Wednesday, April 20, 2011

Education; When is Enough?

Our community here in my small town is largely Mennonite. There are a couple different groups of Mennonite that are fairly segregated; the Holdermans and the Germans. The Holdermans have been here for many generations and run a private school for their children. The Germans have only been here for less than two generations and many came from Mexico. In fact, my neighbor who is about my age, lived in Mexico until she was twelve. The German Mennonites attend public school. Both groups only send their kids to school to about the 8th grade. I don't believe all Mennonite communities are like this.

I have no problem with Mennonite customs, religious beliefs or lifestyle...until it comes to education. I can't agree that only educating a child to the age of 14 or 15 is beneficial to them or the Mennonite community. It's not as though these kids don't want to go to school either. There are some, if given the choice, would finish high school and continue on to college.

We are all citizens of a community, a town, a country, and a world. There are very few of us in this life that are so isolated that we aren't affected by others or influence the life of someone else. Therefore as a citizen of humanity isn't it our obligation to educate ourselves as fully as possible (not everyone is PhD material) for the benefit of not only our lives but of the lives around us as well?

My dad has told the story he heard of an Amish farmer. After the nuclear accident at Chernobyl in 1986 the Amish man was asked how he thought it would effect him and marketing his crop. He had no clue about anything that had happened in Chernobyl. The Amish man was furious that his religion so isolated them that he wouldn't be informed of something that could effect his livelihood so drastically that he left the church.

I'm not advocating the break up of the Mennonite church. It just really bothers me that education, what I consider a right, is denied to someone who wants to pursue it. And it bugs me that other people (church elders, etc.) decide what is the 'right' amount of education for someone who isn't even their child.

I've been substitute teaching recently at the local preschool. It really bothers me to see some of the very brightest boys and girls working so hard and to realize that they probably only have nine or ten more years, at the most, of schooling ahead of them. I'm all for the first amendment and the freedom of religion but where is the guarantee of freedom to pursue an education?
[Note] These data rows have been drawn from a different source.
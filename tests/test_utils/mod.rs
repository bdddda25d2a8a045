//! Test Utilities and Mocks
//!
//! Shared by the integration and contract tests, which pull this module in
//! with `#[path]`.

#![allow(dead_code, unused_imports)]

pub mod fixtures;
pub mod mock_console;

pub use fixtures::{start_driver, start_serializer, test_config};
pub use mock_console::{emit, reply, MockLauncher, Step, PROMPT};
  1. I have always felt that religion has a tendacy to hold people back. If you are "too" educated you may question the tried and true. The same thing was done with the church when they went to foreign lands and converted the natives. The choice should be offered.

  2. When our school was being evaluated for accreditation, the team asked a group of parents if we would want our kids to go to a private Catholic school through high school. I said, "No. We give these kids a great fundamental education in all subjects AND a strong sense of who they are as a person. BUT, they have to go out and make their way in the world with people who are not always going to think or feel like they do.
    As an educator, it saddens me to know that students are not allowed to pursue dreams and goals that require higher education. I don't know what the right answer is; I guess they have to decide that when the time comes. It's very hard to tell a parent how to raise his/her child, but I do understand your frustration.

  3. This brings back sad memories for me. I was raised in a community that didn't allow education past 6th grade--at least when I was growing up--they later saw reason. I do wish I had been given the opportunity to complete my education. I was very bright (reading before I was 3 years old)--of course I did finish it on my own. And I've since homeschooled my own six kids up to high school level so anything is possible, but I believe children should be given the chance to finish studying.

  4. Not all groups of Mennonite believe that. Usually it is an Amish belief to school until 8th grade. Eastern Mennonite University is one of the largest Christian Universities on the East coast.